His fumbling slur knotted up into a tongue-tied stuttering and he pouted at his knees, teeth digging deeper on raw flesh. Part of him wanted to rant, rave, quail and bolt and not even necessarily in that order, but the other part of him, the victorious one, dictated that he never let her out of sight again, that he wanted her just there, that he felt protective about her, that, of all the kids he had stumbled upon in his life, Sophia was the one hurling a weird, unfathomable current of paternal instinct in his gut. Maybe it was because she was Carol's. Maybe vice versa. Maybe he was just a pussy. "It ain't like that, kid. We're- we're friends."

"Sure. It's not like I expected you to flat out admit it anyway." Sophia shrugged, tugging the mangled digit out of his mouth. "Stop that, you'll draw blood," she chastised, brows rutted in a reprimand that did little to harden the kind-hearted nobility of someone limning innocence.

Just like Carol. Same castigation. Same diction choice. Same voice resonance. Same melody. Same eyes. Same crawlway straight to his heart. Daryl's head lolled despite his better judgment, regarding her tentatively, too conscious of the entire crimson-hued spectrum slithering across his features. Oddly enough, plastering the untouchable guy persona of straight-faced detachment had tumbled downhill his priority list. "Why are you here?" he whispered.

Pressing her lips as if prowling for the suitable words, Sophia inhaled deeply. "Have you ever watched the movie 'The Christmas Carol'?"

"The one with Scrooge and the three ghosts?" Receiving an assertive nod, Daryl cussed under his breath. "I knew nothin' good would come outta this Christmas bullshit."

"I'm your first ghost for tonight. Just a onetime thing, I promise," she crooned with an empathetic, meaningful stare. "After that, I'll never bother you again. We're gonna get a glimpse of your past, you and I."

"You dunno jack about my past, Sophia," he murmured.

"You're one big, whiny baby, you know that?" Sophia rolled her eyes, lips puckering playfully. "Why would I be here in the first place if I didn't have any wisdom to provide?"

"Beats me," Daryl grunted, mustering a scowl albeit the corners of his lips twitched in reluctant amusement. Nothing short of dangerous and luring, mystical vexes, without even deliberately summoning their seductiveness –they were the Peletier women summed up. Like mother, like daughter. "Why you?"

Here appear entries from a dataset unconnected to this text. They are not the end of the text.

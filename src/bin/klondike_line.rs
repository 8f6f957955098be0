//! Line-command Klondike runner.
//!
//! Prints the board as plain text and reads one command per line from stdin.
//! A blank line repeats the previous command. End of input quits.

use std::io;

use anyhow::Result;

use tui_klondike::config::GameConfig;
use tui_klondike::engine::GameSession;
use tui_klondike::journal::{Frontend, Journal};
use tui_klondike::line_game;

fn main() -> Result<()> {
    let config = GameConfig::load()?;
    let mut journal = Journal::from_config(config.log_path.as_deref())?;

    println!("Seed: {}", config.seed);
    if let Some(path) = &config.log_path {
        println!("[Klondike] Journal: {}", path);
    }

    let mut session = GameSession::new(config.seed);
    journal.start(config.seed, Frontend::Line);

    let result = line_game::run(&mut io::stdin().lock(), &mut io::stdout(), &mut session, &mut journal);
    journal.close(&result, session.turns());
    result.map(|_| ())
}
pub mod status;
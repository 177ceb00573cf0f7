use axum::Router;
use utoipa::OpenApi;
use utoipa_redoc::{Redoc, Servable};
use utoipa_swagger_ui::SwaggerUi;

use crate::dto::{HealthResponse, StatusResponse};
use crate::handlers;

/// OpenAPI document for the status endpoints.
#[derive(OpenApi)]
#[openapi(
    info(
        title = "Healthcare Agent API",
        description = "Healthcare automation MVP with intelligent workflows and audit capabilities"
    ),
    paths(
        handlers::status::root_handler,
        handlers::status::health_handler,
    ),
    components(schemas(StatusResponse, HealthResponse)),
    tags((name = "status", description = "Service status and liveness")),
)]
pub struct ApiDoc;

/// Where the generated OpenAPI JSON is served.
pub const OPENAPI_JSON_PATH: &str = "/api-docs/openapi.json";

/// Swagger UI on `/docs` and ReDoc on `/redoc`.
pub fn docs_router<S>() -> Router<S>
where
    S: Clone + Send + Sync + 'static,
{
    Router::new()
        .merge(SwaggerUi::new("/docs").url(OPENAPI_JSON_PATH, ApiDoc::openapi()))
        .merge(Redoc::with_url("/redoc", ApiDoc::openapi()))
}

"Strict, no-scaring-the-host policy. I came first because I'm the cute one," Sophia grinned smugly and nudged his shoulder.

Daryl chuckled at the jabbing quirk of her brow. "And a smartass, huh?"

"Just like my mom!" she laughed out with considerable fanfare and stood up, spreading out her fingers and letting her hand soar in the space between them, anticipating his reaction. "Walk with me?"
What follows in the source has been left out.